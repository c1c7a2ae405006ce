//! `fg-behavior`: forager decision making.
//!
//! # Crate layout
//!
//! | Module      | Contents                                                          |
//! |-------------|-------------------------------------------------------------------|
//! | [`intent`]  | `Intent` enum (`Sensed`, `MoveTo`, `Relocate`, `Emit`)            |
//! | [`context`] | `GridContext<'a>`, `SwarmContext<'a>`: read-only world views      |
//! | [`model`]   | `GridBehavior`, `SwarmBehavior` traits                            |
//! | [`grid`]    | `ForagingBehavior`: variant-indexed grid strategy table           |
//! | [`swarm`]   | `BlendedHeading`: continuous alignment / attraction / repulsion   |
//! | [`params`]  | `SwarmParams`: speed and emission constants                       |
//! | [`noop`]    | `NoopBehavior`: placeholder that never produces intents           |
//! | [`error`]   | `BehaviorError`, `BehaviorResult<T>`                              |
//!
//! # Design notes
//!
//! A behavior only ever *reads* the world, through a context borrowed from
//! the simulation, and answers with a list of [`Intent`]s.  The simulation
//! applies one forager's intents before activating the next forager, so
//! every decision sees the moves made earlier in the same tick.

pub mod context;
pub mod error;
pub mod grid;
pub mod intent;
pub mod model;
pub mod noop;
pub mod params;
pub mod swarm;


pub use context::{GridContext, SwarmContext};
pub use error::{BehaviorError, BehaviorResult};
pub use grid::ForagingBehavior;
pub use intent::Intent;
pub use model::{GridBehavior, SwarmBehavior};
pub use noop::NoopBehavior;
pub use params::SwarmParams;
pub use swarm::{BlendedHeading, Headings, circular_mean};
//! Scenario files: one config describing a whole run, and the factory that
//! turns it into a ready simulation.
//!
//! With the `serde` feature every section deserializes with defaults, so a
//! scenario file only needs the keys it changes:
//!
//! ```toml
//! model = "grid"
//!
//! [run]
//! seed = 7
//!
//! [foragers]
//! count  = 35
//! social = true
//!
//! [food]
//! mode       = "multi_spot"
//! spots      = 4
//! total_food = 12250
//! ```

use fg_agent::{ForagerProfile, ForagerStore, ForagerStoreBuilder, Sensing, Variant, Weights};
use fg_behavior::{BlendedHeading, ForagingBehavior, SwarmParams};
use fg_core::{Cell, FgError, FgResult, Point, SimConfig, SimRng};
use fg_food::{FoodLayout, SpotCount};
use fg_spatial::{Grid, Neighborhood, Torus};
use tracing::info;

use crate::{GridSimBuilder, SimResult, Simulation, SwarmSimBuilder};

/// RNG stream offsets split off the master seed for setup.
const FOOD_STREAM: u64 = 1;
const PLACEMENT_STREAM: u64 = 2;

/// Which world the foragers live in.
#[derive(Copy, Clone, Debug, PartialEq, Eq, Default)]
#[cfg_attr(feature = "serde", derive(serde::Serialize, serde::Deserialize))]
#[cfg_attr(feature = "serde", serde(rename_all = "snake_case"))]
pub enum ModelKind {
    /// Discrete toroidal grid with food.
    #[default]
    Grid,
    /// Continuous torus with signal trails, no food.
    Continuous,
}

impl ModelKind {
    /// Sensing defaults appropriate to the model.
    pub fn default_sensing(self) -> Sensing {
        match self {
            ModelKind::Grid       => Sensing::default(),
            ModelKind::Continuous => Sensing { sensing_range: 20.0, align_dist: 10.0, ..Sensing::default() },
        }
    }
}

/// World dimensions.
#[derive(Copy, Clone, Debug, PartialEq)]
#[cfg_attr(feature = "serde", derive(serde::Serialize, serde::Deserialize))]
#[cfg_attr(feature = "serde", serde(default))]
pub struct SpaceConfig {
    /// Side of the square grid, in cells.
    pub grid_size:   i32,
    /// Side of the continuous torus.
    pub domain_size: f64,
}

impl Default for SpaceConfig {
    fn default() -> Self {
        Self { grid_size: 35, domain_size: 500.0 }
    }
}

/// The population: how many, which variant, where they start.
#[derive(Copy, Clone, Debug, PartialEq)]
#[cfg_attr(feature = "serde", derive(serde::Serialize, serde::Deserialize))]
#[cfg_attr(feature = "serde", serde(default))]
pub struct ForagerConfig {
    pub count:           usize,
    pub social:          bool,
    pub strain_specific: bool,
    /// Start packed around one spot instead of spread over the world.
    pub clustered:       bool,
    pub weights:         Weights,
    /// Overrides [`ModelKind::default_sensing`].
    pub sensing:         Option<Sensing>,
}

impl Default for ForagerConfig {
    fn default() -> Self {
        Self {
            count:           35,
            social:          false,
            strain_specific: false,
            clustered:       false,
            weights:         Weights::default(),
            sensing:         None,
        }
    }
}

impl ForagerConfig {
    pub fn variant(&self) -> Variant {
        Variant::from_flags(self.social, self.strain_specific)
    }

    /// The profile every forager of the population shares.
    pub fn profile(&self, model: ModelKind) -> FgResult<ForagerProfile> {
        let sensing = self.sensing.unwrap_or_else(|| model.default_sensing());
        ForagerProfile::new(self.variant(), self.weights, sensing)
    }
}

/// A complete run description.
#[derive(Clone, Debug, Default)]
#[cfg_attr(feature = "serde", derive(serde::Serialize, serde::Deserialize))]
#[cfg_attr(feature = "serde", serde(default))]
pub struct ScenarioConfig {
    pub run:      SimConfig,
    pub model:    ModelKind,
    pub space:    SpaceConfig,
    pub foragers: ForagerConfig,
    /// Grid model only.
    pub food:     FoodLayout,
    /// Continuous model only.
    pub swarm:    SwarmParams,
}

impl ScenarioConfig {
    /// Check every section relevant to `model`.
    pub fn validate(&self) -> FgResult<()> {
        self.run.validate()?;
        self.foragers.profile(self.model)?;
        match self.model {
            ModelKind::Grid => {
                if self.space.grid_size <= 0 {
                    return Err(FgError::config(
                        "space.grid_size",
                        format!("must be > 0, got {}", self.space.grid_size),
                    ));
                }
                let cells = (self.space.grid_size as usize).pow(2);
                if self.foragers.count > cells {
                    return Err(FgError::config(
                        "foragers.count",
                        format!("{} foragers do not fit on {cells} cells", self.foragers.count),
                    ));
                }
                self.food.validate()
            }
            ModelKind::Continuous => {
                if !(self.space.domain_size.is_finite() && self.space.domain_size > 0.0) {
                    return Err(FgError::config(
                        "space.domain_size",
                        format!("must be a finite value > 0, got {}", self.space.domain_size),
                    ));
                }
                if self.foragers.variant() != Variant::Solitary {
                    return Err(FgError::config(
                        "foragers.variant",
                        format!("{} foragers are not supported in the continuous domain", self.foragers.variant()),
                    ));
                }
                self.swarm.validate()
            }
        }
    }
}

/// Build the simulation `config` describes, with its standard behavior.
pub fn build_simulation(config: &ScenarioConfig) -> SimResult<Box<dyn Simulation>> {
    config.validate()?;
    let profile = config.foragers.profile(config.model)?;
    let mut setup = SimRng::new(config.run.seed);
    info!(model = ?config.model, variant = %profile.variant, foragers = config.foragers.count, "building scenario");

    match config.model {
        ModelKind::Grid => {
            let grid = Grid::square(config.space.grid_size)?;
            let food = fg_food::generate(&config.food, grid, &mut setup.child(FOOD_STREAM))?;
            let foragers = grid_foragers(&grid, config, profile, &mut setup.child(PLACEMENT_STREAM))?;
            let sim = GridSimBuilder::new(config.run.clone(), food, foragers, ForagingBehavior).build()?;
            Ok(Box::new(sim))
        }
        ModelKind::Continuous => {
            let torus = Torus::new(config.space.domain_size)?;
            let foragers = swarm_foragers(&torus, config, profile, &mut setup.child(PLACEMENT_STREAM))?;
            let sim = SwarmSimBuilder::new(config.run.clone(), torus, foragers, BlendedHeading)
                .params(config.swarm)
                .build()?;
            Ok(Box::new(sim))
        }
    }
}

// ── Placement ─────────────────────────────────────────────────────────────────

/// Where a clustered population is centred.
///
/// Multi-spot layouts with one or two spots start the population in a
/// corner away from the food; four spots start it in the middle, between
/// the spots.  Otherwise the centre is random.
pub fn cluster_centre(grid: &Grid, food: &FoodLayout, radius: i32, rng: &mut SimRng) -> Cell {
    let n = grid.width().min(grid.height());
    match food.spots() {
        Some(SpotCount::One | SpotCount::Two) => Cell::new(n - radius - 1, radius),
        Some(SpotCount::Four) => Cell::new(grid.width() / 2, grid.height() / 2),
        None => grid.random_cell(rng),
    }
}

/// One forager per distinct cell, each facing a random heading.
fn grid_foragers(
    grid:    &Grid,
    config:  &ScenarioConfig,
    profile: ForagerProfile,
    rng:     &mut SimRng,
) -> SimResult<ForagerStore<Cell>> {
    let count = config.foragers.count;
    let pool: Vec<Cell> = if config.foragers.clustered {
        let radius = ((count as f64).sqrt() / 2.0).ceil() as i32;
        let centre = cluster_centre(grid, &config.food, radius, rng);
        grid.neighborhood(centre, Neighborhood::Moore, true, radius)?
    } else {
        grid.cells().collect()
    };

    let mut builder = ForagerStoreBuilder::new(profile).with_capacity(count);
    for cell in rng.sample(&pool, count) {
        let heading = rng.heading();
        builder = builder.forager(cell, heading);
    }
    Ok(builder.build()?)
}

/// Uniform positions and headings over the torus.
fn swarm_foragers(
    torus:   &Torus,
    config:  &ScenarioConfig,
    profile: ForagerProfile,
    rng:     &mut SimRng,
) -> SimResult<ForagerStore<Point>> {
    let mut builder = ForagerStoreBuilder::new(profile).with_capacity(config.foragers.count);
    for _ in 0..config.foragers.count {
        let position = torus.random_point(rng);
        let heading = rng.heading();
        builder = builder.forager(position, heading);
    }
    Ok(builder.build()?)
}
--------------------
## WORK ORDER:
With "validate" as the string to look for, count the matching lines above and give the number by itself.

## FINISHED EXERCISE:
5